→ What this task involves: Write out the lines from the top of the material through the line with "let owner = match", exactly and with nothing added.

++++ Data to process ++++

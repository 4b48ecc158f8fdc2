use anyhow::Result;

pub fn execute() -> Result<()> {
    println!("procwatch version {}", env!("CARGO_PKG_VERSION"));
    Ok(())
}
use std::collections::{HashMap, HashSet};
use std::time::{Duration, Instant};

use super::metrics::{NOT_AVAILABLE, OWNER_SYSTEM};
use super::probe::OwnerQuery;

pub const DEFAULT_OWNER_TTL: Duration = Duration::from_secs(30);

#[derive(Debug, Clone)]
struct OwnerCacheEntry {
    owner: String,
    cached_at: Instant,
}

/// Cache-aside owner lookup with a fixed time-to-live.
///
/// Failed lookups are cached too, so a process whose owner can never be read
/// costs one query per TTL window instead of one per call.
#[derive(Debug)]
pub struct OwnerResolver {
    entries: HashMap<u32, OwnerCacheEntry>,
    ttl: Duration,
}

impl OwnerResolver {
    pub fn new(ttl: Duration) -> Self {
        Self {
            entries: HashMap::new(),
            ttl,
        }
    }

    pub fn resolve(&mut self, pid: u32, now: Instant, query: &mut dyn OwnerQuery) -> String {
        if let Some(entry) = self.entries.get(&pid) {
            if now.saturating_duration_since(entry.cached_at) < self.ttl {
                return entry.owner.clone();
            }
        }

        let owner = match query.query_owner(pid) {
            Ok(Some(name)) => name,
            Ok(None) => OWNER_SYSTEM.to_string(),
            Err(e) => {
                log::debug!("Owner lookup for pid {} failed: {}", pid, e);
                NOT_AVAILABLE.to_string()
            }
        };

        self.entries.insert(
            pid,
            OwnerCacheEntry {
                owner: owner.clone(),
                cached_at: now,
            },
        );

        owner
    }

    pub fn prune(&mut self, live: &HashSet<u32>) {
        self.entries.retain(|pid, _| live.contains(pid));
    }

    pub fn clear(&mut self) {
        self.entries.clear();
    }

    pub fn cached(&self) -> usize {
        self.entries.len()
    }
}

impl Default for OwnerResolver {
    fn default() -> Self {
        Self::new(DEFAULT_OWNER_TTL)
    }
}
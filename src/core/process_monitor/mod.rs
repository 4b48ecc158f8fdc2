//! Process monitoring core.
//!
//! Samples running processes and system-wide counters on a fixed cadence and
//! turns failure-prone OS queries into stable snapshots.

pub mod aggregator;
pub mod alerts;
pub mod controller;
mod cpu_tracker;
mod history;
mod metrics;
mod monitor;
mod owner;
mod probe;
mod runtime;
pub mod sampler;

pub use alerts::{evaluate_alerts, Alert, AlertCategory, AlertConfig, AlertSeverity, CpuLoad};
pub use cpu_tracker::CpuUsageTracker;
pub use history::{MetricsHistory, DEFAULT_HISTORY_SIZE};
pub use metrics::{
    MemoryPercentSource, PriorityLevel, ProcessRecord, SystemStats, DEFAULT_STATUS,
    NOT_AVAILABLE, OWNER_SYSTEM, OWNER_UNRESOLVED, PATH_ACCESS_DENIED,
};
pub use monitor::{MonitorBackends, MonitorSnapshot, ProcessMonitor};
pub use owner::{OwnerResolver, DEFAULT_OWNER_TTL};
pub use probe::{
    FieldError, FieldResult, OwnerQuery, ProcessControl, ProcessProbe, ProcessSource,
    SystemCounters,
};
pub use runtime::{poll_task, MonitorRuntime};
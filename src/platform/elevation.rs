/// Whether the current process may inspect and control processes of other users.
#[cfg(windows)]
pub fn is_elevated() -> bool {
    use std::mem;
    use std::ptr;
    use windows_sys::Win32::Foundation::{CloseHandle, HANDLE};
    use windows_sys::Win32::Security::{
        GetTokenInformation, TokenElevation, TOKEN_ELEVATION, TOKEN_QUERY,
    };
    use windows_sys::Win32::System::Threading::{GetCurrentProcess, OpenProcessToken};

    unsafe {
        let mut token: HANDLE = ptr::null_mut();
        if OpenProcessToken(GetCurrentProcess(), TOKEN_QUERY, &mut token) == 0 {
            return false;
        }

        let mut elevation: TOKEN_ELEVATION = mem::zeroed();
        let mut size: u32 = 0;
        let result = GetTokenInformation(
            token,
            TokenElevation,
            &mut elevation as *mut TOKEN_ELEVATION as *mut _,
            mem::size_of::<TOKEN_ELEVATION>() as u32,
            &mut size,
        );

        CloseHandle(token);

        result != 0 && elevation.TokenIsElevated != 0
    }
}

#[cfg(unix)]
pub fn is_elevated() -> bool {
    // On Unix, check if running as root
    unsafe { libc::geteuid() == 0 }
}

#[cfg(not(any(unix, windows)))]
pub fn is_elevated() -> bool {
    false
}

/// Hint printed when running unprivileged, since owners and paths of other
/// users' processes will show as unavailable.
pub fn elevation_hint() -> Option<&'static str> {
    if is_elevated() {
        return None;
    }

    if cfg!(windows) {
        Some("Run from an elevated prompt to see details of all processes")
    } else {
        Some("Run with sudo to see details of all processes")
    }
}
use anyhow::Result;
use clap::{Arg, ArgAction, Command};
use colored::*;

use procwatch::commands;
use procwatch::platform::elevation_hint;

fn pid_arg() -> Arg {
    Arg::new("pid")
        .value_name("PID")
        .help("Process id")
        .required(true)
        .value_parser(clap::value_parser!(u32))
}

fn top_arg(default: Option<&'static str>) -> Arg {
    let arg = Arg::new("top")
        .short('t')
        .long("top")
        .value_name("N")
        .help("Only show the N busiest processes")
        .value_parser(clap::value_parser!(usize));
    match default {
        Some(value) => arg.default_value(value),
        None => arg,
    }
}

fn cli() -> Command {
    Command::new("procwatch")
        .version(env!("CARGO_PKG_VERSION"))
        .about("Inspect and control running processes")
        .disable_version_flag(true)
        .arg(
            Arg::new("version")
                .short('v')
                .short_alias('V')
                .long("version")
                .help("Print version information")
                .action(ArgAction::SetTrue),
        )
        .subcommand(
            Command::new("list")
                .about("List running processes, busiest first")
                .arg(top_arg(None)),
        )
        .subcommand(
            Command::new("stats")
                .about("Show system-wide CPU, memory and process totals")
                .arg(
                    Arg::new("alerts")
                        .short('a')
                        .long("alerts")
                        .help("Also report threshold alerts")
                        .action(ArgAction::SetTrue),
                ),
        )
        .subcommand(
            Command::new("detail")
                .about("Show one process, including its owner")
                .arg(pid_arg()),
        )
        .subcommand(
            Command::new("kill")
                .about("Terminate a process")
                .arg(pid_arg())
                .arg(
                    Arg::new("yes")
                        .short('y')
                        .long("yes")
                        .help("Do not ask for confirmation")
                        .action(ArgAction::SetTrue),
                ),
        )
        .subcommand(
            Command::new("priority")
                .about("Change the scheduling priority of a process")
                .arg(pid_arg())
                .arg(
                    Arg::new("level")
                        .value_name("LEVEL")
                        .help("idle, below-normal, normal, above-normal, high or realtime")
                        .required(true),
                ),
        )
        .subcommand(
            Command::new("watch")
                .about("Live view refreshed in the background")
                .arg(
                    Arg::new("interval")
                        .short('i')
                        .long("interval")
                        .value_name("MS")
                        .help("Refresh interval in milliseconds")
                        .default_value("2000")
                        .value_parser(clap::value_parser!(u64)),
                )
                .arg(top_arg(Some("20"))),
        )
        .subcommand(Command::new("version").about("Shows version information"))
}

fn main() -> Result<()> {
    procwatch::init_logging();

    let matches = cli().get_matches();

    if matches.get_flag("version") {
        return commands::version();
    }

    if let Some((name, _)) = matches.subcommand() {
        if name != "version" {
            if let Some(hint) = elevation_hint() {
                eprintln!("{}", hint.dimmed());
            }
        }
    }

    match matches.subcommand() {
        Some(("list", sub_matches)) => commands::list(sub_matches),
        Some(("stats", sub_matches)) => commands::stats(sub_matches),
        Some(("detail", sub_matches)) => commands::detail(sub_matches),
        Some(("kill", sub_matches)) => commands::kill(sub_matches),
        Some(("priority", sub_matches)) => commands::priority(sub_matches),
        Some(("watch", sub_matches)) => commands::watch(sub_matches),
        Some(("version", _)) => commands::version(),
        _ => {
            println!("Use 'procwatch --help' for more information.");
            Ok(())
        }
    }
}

++++

→ Answer to this exercise:
repository 4b48ecc158f8fdc2
use anyhow::Result;

pub fn execute() -> Result<()> {
    println!("procwatch version {}", env!("CARGO_PKG_VERSION"));
    Ok(())
}
use std::collections::{HashMap, HashSet};
use std::time::{Duration, Instant};

use super::metrics::{NOT_AVAILABLE, OWNER_SYSTEM};
use super::probe::OwnerQuery;

pub const DEFAULT_OWNER_TTL: Duration = Duration::from_secs(30);

#[derive(Debug, Clone)]
struct OwnerCacheEntry {
    owner: String,
    cached_at: Instant,
}

/// Cache-aside owner lookup with a fixed time-to-live.
///
/// Failed lookups are cached too, so a process whose owner can never be read
/// costs one query per TTL window instead of one per call.
#[derive(Debug)]
pub struct OwnerResolver {
    entries: HashMap<u32, OwnerCacheEntry>,
    ttl: Duration,
}

impl OwnerResolver {
    pub fn new(ttl: Duration) -> Self {
        Self {
            entries: HashMap::new(),
            ttl,
        }
    }

    pub fn resolve(&mut self, pid: u32, now: Instant, query: &mut dyn OwnerQuery) -> String {
        if let Some(entry) = self.entries.get(&pid) {
            if now.saturating_duration_since(entry.cached_at) < self.ttl {
                return entry.owner.clone();
            }
        }

        let owner = match query.query_owner(pid) {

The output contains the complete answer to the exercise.